At present, only 15 percent of approximately 3,000 Guatemalans living with
AIDS have access to these medications. The law would create a legal avenue
for the 85 percent or nearly 2500 who do not to file a legal case against
the government if it fails to act to enforce the law, and provide them with
the medications they need.
The law also includes provisions prohibiting discrimination against People
with AIDS and establishing improved programs aimed at prevention.
Firings, harassment, rejection and other forms of discrimination are common
in Guatemala when a person's HIV status is discovered. Most cases of
discrimination are never reported.
An initial budget of about $700,000 annually has been assigned for
promotion of some programs mentioned in the law. This amount, however, would
not even begin to resolve the problem of access to anti-retroviral
medications, the cost of which would run around $18,000,000 annually, based
on current market prices of these medications.
Quoted in one of the country's major newspapers, "La Prensa Libre,"

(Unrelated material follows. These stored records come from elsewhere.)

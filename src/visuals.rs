//! Visual configuration for the backdrop.
//!
//! Palettes, blending, and fog control how the scene looks, separate from the
//! motion state that controls how it moves.

use glam::Vec3;

/// Accent palettes for particle coloring.
///
/// Each palette is three related hues; every particle picks one of the three
/// uniformly at random at spawn time. The floating shapes use the palette's
/// first color as their wireframe accent.
#[derive(Debug, Clone, Copy, PartialEq, Eq, Default)]
pub enum Palette {
    /// Indigo through light purple (default).
    #[default]
    Indigo,

    /// Warm oranges and a deep red.
    Ember,

    /// Cool blues and teal.
    Ocean,

    /// Desaturated grays for a quiet backdrop.
    Mono,
}

impl Palette {
    /// Get the three color stops for this palette.
    pub fn colors(&self) -> [Vec3; 3] {
        match self {
            Palette::Indigo => [
                Vec3::new(0.388, 0.400, 0.945), // Indigo
                Vec3::new(0.545, 0.361, 0.965), // Purple
                Vec3::new(0.659, 0.333, 0.969), // Light purple
            ],
            Palette::Ember => [
                Vec3::new(0.925, 0.345, 0.141), // Orange
                Vec3::new(0.980, 0.549, 0.180), // Amber
                Vec3::new(0.698, 0.133, 0.133), // Deep red
            ],
            Palette::Ocean => [
                Vec3::new(0.098, 0.463, 0.824), // Blue
                Vec3::new(0.051, 0.647, 0.914), // Sky
                Vec3::new(0.078, 0.722, 0.651), // Teal
            ],
            Palette::Mono => [
                Vec3::new(0.85, 0.85, 0.88),
                Vec3::new(0.60, 0.60, 0.65),
                Vec3::new(0.40, 0.40, 0.45),
            ],
        }
    }

    /// The accent color used for the wireframe shapes.
    pub fn accent(&self) -> Vec3 {
        self.colors()[0]
    }
}

/// Blend mode for a render pipeline.
///
/// Controls how drawn colors combine with what is already in the frame.
#[derive(Debug, Clone, Copy, PartialEq, Eq, Default)]
pub enum BlendMode {
    /// Standard alpha blending (default). Used for the wireframe shapes.
    #[default]
    Alpha,

    /// Additive blending. Overlapping fragments brighten each other, which
    /// gives the particle cloud its glow.
    Additive,

    /// Multiplicative blending. Darkens; useful for smoky variants.
    Multiply,
}

impl BlendMode {
    /// The wgpu blend state for this mode.
    pub fn blend_state(&self) -> wgpu::BlendState {
        match self {
            BlendMode::Alpha => wgpu::BlendState::ALPHA_BLENDING,
            BlendMode::Additive => wgpu::BlendState {
                color: wgpu::BlendComponent {
                    src_factor: wgpu::BlendFactor::SrcAlpha,
                    dst_factor: wgpu::BlendFactor::One,
                    operation: wgpu::BlendOperation::Add,
                },
                alpha: wgpu::BlendComponent {
                    src_factor: wgpu::BlendFactor::One,
                    dst_factor: wgpu::BlendFactor::One,
                    operation: wgpu::BlendOperation::Add,
                },
            },
            BlendMode::Multiply => wgpu::BlendState {
                color: wgpu::BlendComponent {
                    src_factor: wgpu::BlendFactor::Dst,
                    dst_factor: wgpu::BlendFactor::Zero,
                    operation: wgpu::BlendOperation::Add,
                },
                alpha: wgpu::BlendComponent::OVER,
            },
        }
    }

    /// Additive fragments must not occlude each other through the depth
    /// buffer.
    pub fn depth_write(&self) -> bool {
        !matches!(self, BlendMode::Additive)
    }
}

/// Linear depth fog.
///
/// Fragments fade toward `color` between `near` and `far` view-space
/// distance. The render clear color matches the fog tint so distant geometry
/// dissolves into the background.
#[derive(Debug, Clone, Copy, PartialEq)]
pub struct Fog {
    /// Fog tint, also used as the clear color.
    pub color: Vec3,
    /// Distance where fog starts.
    pub near: f32,
    /// Distance where fog fully obscures.
    pub far: f32,
}

impl Default for Fog {
    fn default() -> Self {
        Self {
            // Near-black with a slight blue cast.
            color: Vec3::new(0.039, 0.039, 0.059),
            near: 1.0,
            far: 100.0,
        }
    }
}

#[cfg(test)]
mod tests {
    use super::*;

    #[test]
    fn every_palette_has_three_colors_in_range() {
        for palette in [Palette::Indigo, Palette::Ember, Palette::Ocean, Palette::Mono] {
            for color in palette.colors() {
                assert!(color.min_element() >= 0.0);
                assert!(color.max_element() <= 1.0);
            }
        }
    }

    #[test]
    fn accent_is_first_stop() {
        assert_eq!(Palette::Indigo.accent(), Palette::Indigo.colors()[0]);
    }

    #[test]
    fn additive_skips_depth_writes() {
        assert!(!BlendMode::Additive.depth_write());
        assert!(BlendMode::Alpha.depth_write());
    }

    #[test]
    fn default_fog_spans_scene_depth() {
        let fog = Fog::default();
        assert_eq!(fog.near, 1.0);
        assert_eq!(fog.far, 100.0);
    }
}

Erickson Chiclayo, Executive Director of the HIV support known as Gente
Positiva (Positive People), called the law's approval "a great advance for
the health of Guatemalans who live with AIDS," a sentiment echoed by Olaf
Valverde of the Guatemalan branch of the International Health Advocacy group
Doctors Without Borders. Doctors Without Borders is in process of
organizing a campaign aimed at increasing access to AIDS medications
throughout Central America.
Guatemalan becomes the fourth Central American country to have approved such
a law, joining Honduras, Nicaragua, and Costa Rica. But access to necessary
medical care remains beyond the reach of most People with AIDS in Honduras,
and Nicaragua. "The law says we have rights," say Sergio Navas, a
Nicaraguan AIDS activist, "but the government is not doing anything to help
us." No anti-retroviral medications are provided in Nicaragua.